### DATASET EXTRACT
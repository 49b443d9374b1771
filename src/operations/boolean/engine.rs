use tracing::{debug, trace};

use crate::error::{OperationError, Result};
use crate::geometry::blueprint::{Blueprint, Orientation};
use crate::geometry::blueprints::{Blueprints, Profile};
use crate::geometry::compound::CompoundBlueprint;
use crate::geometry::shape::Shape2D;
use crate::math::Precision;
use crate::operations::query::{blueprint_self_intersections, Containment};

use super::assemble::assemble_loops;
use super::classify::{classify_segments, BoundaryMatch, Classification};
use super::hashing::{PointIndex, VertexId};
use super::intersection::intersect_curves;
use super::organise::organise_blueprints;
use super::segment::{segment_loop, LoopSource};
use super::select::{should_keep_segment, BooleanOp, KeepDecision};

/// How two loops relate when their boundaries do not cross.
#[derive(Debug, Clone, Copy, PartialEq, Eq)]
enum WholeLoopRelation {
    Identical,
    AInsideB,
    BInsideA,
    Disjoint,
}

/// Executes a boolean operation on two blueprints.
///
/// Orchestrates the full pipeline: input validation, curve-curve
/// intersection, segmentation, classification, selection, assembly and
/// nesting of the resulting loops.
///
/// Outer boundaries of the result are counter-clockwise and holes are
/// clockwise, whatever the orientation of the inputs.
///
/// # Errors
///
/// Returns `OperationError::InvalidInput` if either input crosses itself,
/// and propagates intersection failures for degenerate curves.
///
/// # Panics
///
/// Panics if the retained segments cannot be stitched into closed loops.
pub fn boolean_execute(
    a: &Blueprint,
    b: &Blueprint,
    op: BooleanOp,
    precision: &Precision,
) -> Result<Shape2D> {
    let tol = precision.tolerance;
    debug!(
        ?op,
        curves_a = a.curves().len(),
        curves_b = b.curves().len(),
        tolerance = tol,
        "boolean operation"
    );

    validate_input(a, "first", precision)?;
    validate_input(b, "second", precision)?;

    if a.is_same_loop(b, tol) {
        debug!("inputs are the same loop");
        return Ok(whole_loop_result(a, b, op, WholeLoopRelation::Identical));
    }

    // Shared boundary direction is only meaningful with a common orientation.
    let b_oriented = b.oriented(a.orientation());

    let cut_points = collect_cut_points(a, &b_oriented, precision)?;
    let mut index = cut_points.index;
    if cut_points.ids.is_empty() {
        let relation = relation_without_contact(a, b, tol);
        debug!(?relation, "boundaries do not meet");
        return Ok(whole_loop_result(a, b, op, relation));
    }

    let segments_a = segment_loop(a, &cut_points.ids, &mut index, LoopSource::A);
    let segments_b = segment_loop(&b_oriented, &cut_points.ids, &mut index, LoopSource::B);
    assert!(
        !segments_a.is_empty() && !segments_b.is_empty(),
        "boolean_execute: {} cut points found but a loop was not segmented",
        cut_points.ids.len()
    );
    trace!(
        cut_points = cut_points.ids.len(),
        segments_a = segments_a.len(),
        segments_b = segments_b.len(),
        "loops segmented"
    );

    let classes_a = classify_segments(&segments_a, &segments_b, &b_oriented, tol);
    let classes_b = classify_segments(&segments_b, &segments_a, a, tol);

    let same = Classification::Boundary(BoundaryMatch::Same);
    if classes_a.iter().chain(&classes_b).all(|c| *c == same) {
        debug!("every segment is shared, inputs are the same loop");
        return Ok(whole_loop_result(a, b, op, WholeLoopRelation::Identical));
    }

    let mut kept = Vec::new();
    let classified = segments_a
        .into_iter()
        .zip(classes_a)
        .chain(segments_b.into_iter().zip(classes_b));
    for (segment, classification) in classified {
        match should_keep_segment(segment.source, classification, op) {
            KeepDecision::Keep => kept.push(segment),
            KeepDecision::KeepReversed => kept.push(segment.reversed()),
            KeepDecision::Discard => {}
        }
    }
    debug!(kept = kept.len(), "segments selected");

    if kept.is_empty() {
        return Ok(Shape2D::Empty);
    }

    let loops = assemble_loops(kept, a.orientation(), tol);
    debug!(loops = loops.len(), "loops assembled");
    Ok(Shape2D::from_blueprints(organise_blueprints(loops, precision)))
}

...

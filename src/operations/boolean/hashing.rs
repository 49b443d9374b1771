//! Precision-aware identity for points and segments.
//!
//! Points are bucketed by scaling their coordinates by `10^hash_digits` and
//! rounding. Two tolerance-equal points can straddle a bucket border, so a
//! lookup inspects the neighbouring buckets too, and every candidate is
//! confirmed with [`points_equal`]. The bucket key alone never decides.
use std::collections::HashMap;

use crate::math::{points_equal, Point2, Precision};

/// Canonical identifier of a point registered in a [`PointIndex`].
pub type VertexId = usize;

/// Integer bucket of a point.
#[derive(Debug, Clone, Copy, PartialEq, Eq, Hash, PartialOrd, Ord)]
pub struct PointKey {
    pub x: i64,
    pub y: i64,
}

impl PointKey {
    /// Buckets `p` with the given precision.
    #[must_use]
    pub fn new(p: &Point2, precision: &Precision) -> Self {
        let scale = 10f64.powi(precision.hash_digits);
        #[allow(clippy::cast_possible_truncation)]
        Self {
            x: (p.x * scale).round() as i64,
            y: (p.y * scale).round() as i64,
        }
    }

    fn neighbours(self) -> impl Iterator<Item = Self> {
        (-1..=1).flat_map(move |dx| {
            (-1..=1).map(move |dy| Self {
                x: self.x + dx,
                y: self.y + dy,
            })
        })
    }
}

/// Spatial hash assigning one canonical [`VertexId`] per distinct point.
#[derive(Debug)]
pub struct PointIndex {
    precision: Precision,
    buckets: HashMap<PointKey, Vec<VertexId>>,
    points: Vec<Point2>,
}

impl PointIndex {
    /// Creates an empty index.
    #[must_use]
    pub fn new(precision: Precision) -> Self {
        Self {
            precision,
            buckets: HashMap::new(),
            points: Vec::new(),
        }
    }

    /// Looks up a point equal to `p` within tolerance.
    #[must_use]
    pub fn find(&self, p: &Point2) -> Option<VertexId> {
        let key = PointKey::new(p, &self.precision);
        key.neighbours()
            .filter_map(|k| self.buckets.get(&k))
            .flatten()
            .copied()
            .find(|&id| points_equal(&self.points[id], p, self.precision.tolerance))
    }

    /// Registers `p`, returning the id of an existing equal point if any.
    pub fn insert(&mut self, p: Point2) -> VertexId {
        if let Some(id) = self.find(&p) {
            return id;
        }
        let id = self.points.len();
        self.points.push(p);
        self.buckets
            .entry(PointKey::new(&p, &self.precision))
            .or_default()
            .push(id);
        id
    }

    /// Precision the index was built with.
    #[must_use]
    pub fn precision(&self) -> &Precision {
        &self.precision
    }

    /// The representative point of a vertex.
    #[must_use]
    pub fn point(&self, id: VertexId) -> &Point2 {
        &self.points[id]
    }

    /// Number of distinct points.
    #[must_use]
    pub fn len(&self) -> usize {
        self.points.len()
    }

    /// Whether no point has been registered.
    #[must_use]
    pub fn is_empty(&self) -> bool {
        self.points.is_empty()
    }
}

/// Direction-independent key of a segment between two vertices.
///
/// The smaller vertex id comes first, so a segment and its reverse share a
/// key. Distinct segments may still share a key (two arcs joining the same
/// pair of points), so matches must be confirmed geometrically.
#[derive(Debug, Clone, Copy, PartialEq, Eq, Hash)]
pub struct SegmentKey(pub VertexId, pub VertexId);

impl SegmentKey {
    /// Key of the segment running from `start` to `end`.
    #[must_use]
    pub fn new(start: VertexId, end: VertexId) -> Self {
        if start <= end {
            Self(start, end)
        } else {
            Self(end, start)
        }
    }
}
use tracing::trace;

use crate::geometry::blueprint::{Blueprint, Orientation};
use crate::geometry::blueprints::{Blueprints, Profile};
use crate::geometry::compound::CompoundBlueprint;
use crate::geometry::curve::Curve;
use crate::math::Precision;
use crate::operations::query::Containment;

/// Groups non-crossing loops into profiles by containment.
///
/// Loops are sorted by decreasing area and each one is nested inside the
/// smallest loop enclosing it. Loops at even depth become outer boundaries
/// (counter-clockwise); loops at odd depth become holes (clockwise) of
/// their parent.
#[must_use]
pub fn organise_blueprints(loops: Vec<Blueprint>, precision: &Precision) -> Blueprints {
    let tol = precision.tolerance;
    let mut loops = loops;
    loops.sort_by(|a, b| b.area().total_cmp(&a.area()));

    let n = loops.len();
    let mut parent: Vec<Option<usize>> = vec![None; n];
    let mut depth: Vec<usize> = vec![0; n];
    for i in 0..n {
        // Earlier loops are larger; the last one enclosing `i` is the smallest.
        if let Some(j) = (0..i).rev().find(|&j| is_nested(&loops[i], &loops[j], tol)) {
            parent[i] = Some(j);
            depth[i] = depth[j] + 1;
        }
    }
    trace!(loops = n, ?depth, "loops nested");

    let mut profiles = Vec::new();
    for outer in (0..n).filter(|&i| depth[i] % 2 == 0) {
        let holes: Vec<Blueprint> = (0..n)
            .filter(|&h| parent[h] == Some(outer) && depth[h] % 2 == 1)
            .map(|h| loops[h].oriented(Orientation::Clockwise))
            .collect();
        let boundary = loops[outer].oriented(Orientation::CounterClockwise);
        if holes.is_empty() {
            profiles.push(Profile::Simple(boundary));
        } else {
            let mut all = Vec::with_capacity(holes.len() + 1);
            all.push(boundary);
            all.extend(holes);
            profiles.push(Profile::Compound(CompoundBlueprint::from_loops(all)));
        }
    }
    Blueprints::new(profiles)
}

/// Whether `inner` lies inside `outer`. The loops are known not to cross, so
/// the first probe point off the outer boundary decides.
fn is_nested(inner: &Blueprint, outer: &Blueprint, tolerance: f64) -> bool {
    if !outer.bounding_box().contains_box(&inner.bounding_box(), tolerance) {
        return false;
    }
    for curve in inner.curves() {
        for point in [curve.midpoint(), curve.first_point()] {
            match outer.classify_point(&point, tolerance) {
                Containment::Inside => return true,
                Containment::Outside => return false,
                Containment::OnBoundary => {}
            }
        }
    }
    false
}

==

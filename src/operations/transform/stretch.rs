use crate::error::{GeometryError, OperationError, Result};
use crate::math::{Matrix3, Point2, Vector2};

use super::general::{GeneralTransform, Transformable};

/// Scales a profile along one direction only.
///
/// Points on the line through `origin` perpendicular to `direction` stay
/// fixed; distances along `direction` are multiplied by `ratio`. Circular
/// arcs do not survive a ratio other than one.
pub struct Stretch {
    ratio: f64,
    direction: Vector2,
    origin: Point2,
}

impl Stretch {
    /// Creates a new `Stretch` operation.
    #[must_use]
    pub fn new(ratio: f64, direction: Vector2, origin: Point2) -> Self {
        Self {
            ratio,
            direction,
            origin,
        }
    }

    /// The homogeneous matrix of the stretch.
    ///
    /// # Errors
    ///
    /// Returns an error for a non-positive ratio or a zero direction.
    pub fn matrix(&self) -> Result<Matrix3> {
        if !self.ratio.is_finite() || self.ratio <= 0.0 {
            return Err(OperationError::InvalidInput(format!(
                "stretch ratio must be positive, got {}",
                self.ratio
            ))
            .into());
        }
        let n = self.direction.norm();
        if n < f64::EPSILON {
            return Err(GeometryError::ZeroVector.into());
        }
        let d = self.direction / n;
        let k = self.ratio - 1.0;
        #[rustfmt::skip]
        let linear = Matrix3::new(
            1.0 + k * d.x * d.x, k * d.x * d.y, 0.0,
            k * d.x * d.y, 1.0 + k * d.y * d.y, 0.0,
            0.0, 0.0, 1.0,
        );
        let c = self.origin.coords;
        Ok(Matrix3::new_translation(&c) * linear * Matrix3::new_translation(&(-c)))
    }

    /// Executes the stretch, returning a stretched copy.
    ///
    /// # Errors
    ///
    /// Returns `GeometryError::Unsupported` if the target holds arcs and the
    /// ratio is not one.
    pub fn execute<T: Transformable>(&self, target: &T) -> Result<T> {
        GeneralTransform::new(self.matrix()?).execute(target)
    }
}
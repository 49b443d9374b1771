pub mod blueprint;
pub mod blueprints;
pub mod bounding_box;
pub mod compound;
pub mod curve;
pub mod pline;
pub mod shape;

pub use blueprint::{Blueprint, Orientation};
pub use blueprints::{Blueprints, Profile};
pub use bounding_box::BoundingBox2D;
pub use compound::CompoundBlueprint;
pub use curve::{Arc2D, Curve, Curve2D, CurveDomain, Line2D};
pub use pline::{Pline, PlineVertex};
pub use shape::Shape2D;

### THE TASK
From the entries above, return each line with the word "Returns" in it.

### RESULT OF THIS TASK
/// Returns `OperationError::InvalidInput` if either input crosses itself,
    /// Returns an error for a non-positive ratio or a zero direction.
    /// Returns `GeometryError::Unsupported` if the target holds arcs and the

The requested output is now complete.